Explaining The Forex Quote:


Forex quotes are always in pairs. For example, when you open a trading screen, you will always see different currency trading pairs listed as USD/JPY, USD/CHF, EUR/USD GBP/USD, and so on. As an example, consider the currency pair EUR/USD. The currency to the left of the / (EUR in this case) is referred to as base currency and the currency to the right of the / (USD in this case) is referred to as the counter currency. In a trading screen just after the currency pair you will see two numbers. And what are these numbers? As an example imagine for a moment that for the currency pair EUR/USD you see the numbers 1.2525/1.2530. The first number, the one to the left of the slash is called the “bid” price, and the second number to the right of the slash is called the offer or the “ask” price. What then is the “bid” price? It is simply the price at which traders are prepared to buy Euro against the US dollar. The second number i.e. 1.2530 is the “offer” or “ask” price. What then is the “offer” price or “ask” price? It is the price at which traders are willing to sell the Euro against the US dollar.
This is something you ought to understand whenever you do forex trading. Understanding the nuances of these numbers will contribute a great deal to your success in forex trading.
The important thing is that you should never think at the back of your mind that forex quotes are confusing.

Exchange Rates

You will always see the trading screen flickering with ever changing numbers, and you ought to understand that these numbers are exchange rates and they keep changing every single second. Exchange rates are the lifeblood of the forex market and everything revolves around them. Eventually when you start your forex trading using real time accounts, the value of your investments increases or decreases depending on the changes in the currency exchange rate. What causes these changes in the currency exchange rates? It could be anything from a country’s political situation to its social and fundamental economic environment. Even fiscal policy changes and interest rate adjustments by central banks contribute to changes in currency exchange rates.

Where these numbers come from?

So now you have learned how a currency pair appears on the trading screen and the significance of the numbers that follow it. Summarizing from what we have learned so far, you would do well to remember that the numbers that follow a currency pair basically depict the exchange rates for a currency pair. But you don’t know as yet, where these numbers come from, and why is there a difference between the two numbers. Firstly the exchange rates come from trading desks around the world and you could find it in a consolidated form in almost any forex trading site. But of course its up to you to find the site that meets your needs. We will learn more on that later Secondly let us analyze the significance of the gap between the bid rate and the offered rate.

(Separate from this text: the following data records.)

//! Per-client, per-route rate limiting.
//!
//! Runs as a route layer, before any extractor, so an exhausted quota
//! answers 429 even for requests that would fail validation.

use axum::{
    extract::{MatchedPath, Request, State},
    middleware::Next,
    response::{IntoResponse, Response},
};

use crate::error::AppError;
use crate::state::AppState;
use crate::utils::client_ip::client_ip;

/// Rejects the request with `RATE_LIMITED` once the caller's bucket for
/// this route is empty.
///
/// The bucket key is `<route>:<client-ip>`, where `<route>` is the first
/// path segment under `/api`, so `/api/vies` and `/api/vies/validate` share
/// one quota.
///
/// # Example
///
/// ```rust,ignore
/// let api = Router::new()
///     .route("/fx", get(fx_handler))
///     .route_layer(middleware::from_fn_with_state(state.clone(), rate_limit::layer));
/// ```
pub async fn layer(State(state): State<AppState>, req: Request, next: Next) -> Response {
    let path = req
        .extensions()
        .get::<MatchedPath>()
        .map(|p| p.as_str().to_string())
        .unwrap_or_else(|| req.uri().path().to_string());

    let key = format!("{}:{}", route_name(&path), client_ip(&req, state.behind_proxy));
    let decision = state.rate_limiter.check(&key);

    if !decision.allowed {
        let retry_after_secs = decision.retry_after_seconds.unwrap_or(1);
        tracing::debug!(key, retry_after_secs, "Rate limit exceeded");
        return AppError::RateLimited { retry_after_secs }.into_response();
    }

    next.run(req).await
}

/// First segment after `/api/`, e.g. `vies` for `/api/vies/validate`.
fn route_name(path: &str) -> &str {
    let trimmed = path.trim_start_matches('/');
    let rest = trimmed.strip_prefix("api/").unwrap_or(trimmed);
    rest.split('/').next().filter(|s| !s.is_empty()).unwrap_or("root")
}
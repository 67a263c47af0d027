//! Domain layer: normalized payloads and request admission.
//!
//! # Architecture
//!
//! - [`entities`] - Stable response shapes, independent of upstream schemas
//! - [`rate_limiter`] - Per-client fixed-window token bucket
//!
//! The domain layer has no dependencies on infrastructure or presentation
//! layers; upstream integrations live in [`crate::infrastructure`] and the
//! orchestration in [`crate::application::services`].

pub mod entities;
pub mod rate_limiter;

pub use rate_limiter::{RateLimitConfig, RateLimitDecision, RateLimiter};
//! Extractors that deserialize and validate in one step.
//!
//! Rejections from axum's own `Query` and `Json` extractors are converted to
//! the `VALIDATION_ERROR` envelope so malformed input never reaches a service.

use axum::{
    Json,
    extract::{FromRequest, FromRequestParts, Query, Request},
    http::request::Parts,
};
use serde::de::DeserializeOwned;
use serde_json::json;
use validator::Validate;

use crate::error::AppError;

/// Query string deserialized into `T` and validated.
#[derive(Debug, Clone)]
pub struct ValidatedQuery<T>(pub T);

impl<T, S> FromRequestParts<S> for ValidatedQuery<T>
where
    T: DeserializeOwned + Validate,
    S: Send + Sync,
{
    type Rejection = AppError;

    async fn from_request_parts(parts: &mut Parts, state: &S) -> Result<Self, Self::Rejection> {
        let Query(value) = Query::<T>::from_request_parts(parts, state)
            .await
            .map_err(|rejection| {
                AppError::bad_request(
                    "Invalid parameters",
                    json!({ "reason": rejection.body_text() }),
                )
            })?;

        value.validate()?;
        Ok(Self(value))
    }
}

/// JSON body deserialized into `T` and validated.
#[derive(Debug, Clone)]
pub struct ValidatedJson<T>(pub T);

impl<T, S> FromRequest<S> for ValidatedJson<T>
where
    T: DeserializeOwned + Validate,
    S: Send + Sync,
{
    type Rejection = AppError;

    async fn from_request(req: Request, state: &S) -> Result<Self, Self::Rejection> {
        let Json(value) = Json::<T>::from_request(req, state)
            .await
            .map_err(|rejection| {
                AppError::bad_request(
                    "Invalid request body",
                    json!({ "reason": rejection.body_text() }),
                )
            })?;

        value.validate()?;
        Ok(Self(value))
    }
}
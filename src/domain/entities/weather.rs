//! Current weather entity.

use serde::{Deserialize, Serialize};

/// Current conditions as exposed by `/api/weather`.
#[derive(Debug, Clone, PartialEq, Serialize, Deserialize)]
#[serde(rename_all = "camelCase")]
pub struct Weather {
    pub location: String,
    /// Temperature in °C.
    pub temperature: Option<f64>,
    /// WMO weather interpretation code.
    pub condition: Option<i64>,
    /// Wind speed in km/h.
    pub wind_speed: Option<f64>,
    pub updated_at: String,
}
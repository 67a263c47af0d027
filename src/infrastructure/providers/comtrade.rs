//! UN Comtrade payload mapping and request URL construction.

use crate::domain::entities::{TradeFlow, TradeSeries, TradeSummary};
use reqwest::header::HeaderName;
use serde::{Deserialize, Serialize};
use serde_json::Value;
use tracing::debug;
use url::Url;

/// Header carrying the subscription key.
pub const KEY_HEADER: HeaderName = HeaderName::from_static("x-comtrade-key");

/// Rows requested per page.
const PAGE_SIZE: &str = "20";

/// Validated parameters of a trade query.
#[derive(Debug, Clone, PartialEq, Eq, Serialize)]
pub struct TradeQuery {
    pub hs: String,
    pub reporter: String,
    pub partner: Option<String>,
    pub flow: TradeFlow,
    /// `YYYY` (annual) or `YYYYMM` (monthly).
    pub period: String,
    pub page: Option<u32>,
}

impl TradeQuery {
    pub fn year(&self) -> Option<i32> {
        self.period.get(..4)?.parse().ok()
    }

    fn frequency(&self) -> &'static str {
        if self.period.len() == 6 { "M" } else { "A" }
    }
}

/// Builds the Comtrade request URL for `query`.
pub fn request_url(base: &Url, query: &TradeQuery) -> Url {
    let mut url = base.clone();
    {
        let mut pairs = url.query_pairs_mut();
        pairs
            .append_pair("type", "C")
            .append_pair("freq", query.frequency())
            .append_pair("px", "HS")
            .append_pair("cc", &query.hs)
            .append_pair("r", &query.reporter)
            .append_pair("rg", &query.flow.comtrade_code().to_string())
            .append_pair("ps", &query.period)
            .append_pair("fmt", "json")
            .append_pair("max", PAGE_SIZE);
        if let Some(partner) = &query.partner {
            pairs.append_pair("p", partner);
        }
        if let Some(page) = query.page {
            pairs.append_pair("page", &page.to_string());
        }
    }
    url
}

#[derive(Debug, Default, Deserialize)]
#[serde(default)]
struct ComtradeResponse {
    dataset: Vec<Value>,
}

#[derive(Debug, Default, Deserialize)]
#[serde(default)]
struct ComtradeRow {
    #[serde(rename = "rtTitle")]
    rt_title: Option<String>,
    #[serde(rename = "rtCode")]
    rt_code: Option<Value>,
    #[serde(rename = "ptTitle")]
    pt_title: Option<String>,
    #[serde(rename = "ptCode")]
    pt_code: Option<Value>,
    #[serde(rename = "flowCode", alias = "rgCode")]
    flow_code: Option<Value>,
    period: Option<Value>,
    #[serde(rename = "cmdCode")]
    cmd_code: Option<Value>,
    #[serde(rename = "TradeValue", alias = "primaryValue")]
    trade_value: Option<Value>,
    #[serde(rename = "Qty", alias = "qty")]
    qty: Option<Value>,
    #[serde(rename = "qtDesc", alias = "qtyUnitAbbr")]
    qty_unit: Option<String>,
}

/// Maps a Comtrade response into series plus totals.
pub fn normalize(data: &Value) -> TradeSummary {
    let dataset = ComtradeResponse::deserialize(data)
        .map(|r| r.dataset)
        .unwrap_or_default();

    let series = dataset
        .iter()
        .filter_map(|entry| match ComtradeRow::deserialize(entry) {
            Ok(row) => Some(normalize_row(row)),
            Err(e) => {
                debug!("Skipping malformed Comtrade row: {}", e);
                None
            }
        })
        .collect();

    TradeSummary::from_series(series)
}

fn normalize_row(row: ComtradeRow) -> TradeSeries {
    let flow = match row.flow_code.as_ref().and_then(as_text).as_deref() {
        Some("2") | Some("X") => TradeFlow::Export,
        _ => TradeFlow::Import,
    };

    TradeSeries {
        reporter: row
            .rt_title
            .or_else(|| row.rt_code.as_ref().and_then(as_text))
            .unwrap_or_default(),
        partner: row
            .pt_title
            .or_else(|| row.pt_code.as_ref().and_then(as_text))
            .unwrap_or_default(),
        flow,
        period: row.period.as_ref().and_then(as_text).unwrap_or_default(),
        hs: row.cmd_code.as_ref().and_then(as_text).unwrap_or_default(),
        value: row.trade_value.as_ref().and_then(as_number).unwrap_or(0.0),
        qty: row.qty.as_ref().and_then(as_number).filter(|q| *q != 0.0),
        qty_unit: row.qty_unit.filter(|u| !u.is_empty()),
    }
}

/// Upstream mixes numbers and strings for codes.
fn as_text(value: &Value) -> Option<String> {
    match value {
        Value::String(s) => Some(s.clone()),
        Value::Number(n) => Some(n.to_string()),
        _ => None,
    }
}

fn as_number(value: &Value) -> Option<f64> {
    match value {
        Value::Number(n) => n.as_f64(),
        Value::String(s) => s.trim().parse().ok(),
        _ => None,
    }
}
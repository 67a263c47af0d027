//! exchangerate.host `latest` payload mapping (FX fallback provider).

use crate::domain::entities::{FxRates, FxSource};
use serde::Deserialize;
use serde_json::Value;
use std::collections::BTreeMap;

#[derive(Debug, Default, Deserialize)]
#[serde(default)]
struct LatestRates {
    date: Option<String>,
    rates: Option<BTreeMap<String, f64>>,
}

/// Maps a `latest` response. The requested base is authoritative since the
/// provider echoes it inconsistently.
pub fn normalize(data: &Value, base: &str, today: &str) -> Option<FxRates> {
    let latest = LatestRates::deserialize(data).ok()?;
    let rates = latest.rates?;

    Some(FxRates {
        base: base.to_string(),
        date: latest.date.unwrap_or_else(|| today.to_string()),
        rates,
        source: FxSource::ExchangerateHost,
    })
}
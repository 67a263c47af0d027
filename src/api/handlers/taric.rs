//! Handler for the TARIC link endpoint.

use axum::extract::State;

use crate::api::dto::taric::TaricParams;
use crate::api::envelope::ApiResponse;
use crate::api::extract::ValidatedQuery;
use crate::domain::entities::TaricLink;
use crate::error::AppError;
use crate::state::AppState;

/// Builds the TARIC consultation link for a commodity code.
///
/// # Endpoint
///
/// `GET /api/taric-link?code=850760`
///
/// # Response
///
/// ```json
/// {
///   "ok": true,
///   "status": 200,
///   "data": {
///     "code": "850760",
///     "link": "https://ec.europa.eu/taxation_customs/dds2/taric/taric_consultation.jsp?Lang=en&Taric=850760"
///   }
/// }
/// ```
pub async fn taric_link_handler(
    State(state): State<AppState>,
    ValidatedQuery(params): ValidatedQuery<TaricParams>,
) -> Result<ApiResponse<TaricLink>, AppError> {
    let served = state.taric_service.link(&params.code).await;
    Ok(served.into())
}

The gap between Bid and Offer rates

In the forex market, the “spread” is defined as the price gap between the bid rate and the offered rate or the ask rate. For example in the example of EURUSD=1.2525/1.2530 the spread is 5 pips as 1.2525 is the bid rate and 1.2530 is the offer rate. The brokers’ use spread for their own purpose. It is how brokers make their money in forex trading but of course they don’t get the entire spread as their profits.

Now you have learnt the basics of the forex quote. But to be sure of the basics you need to open a demo forex-trading screen and learn to evaluate the basic principles you have learnt so far. Remember forex training never ends. The more you practice with forex demos the more you will understand the forex quote.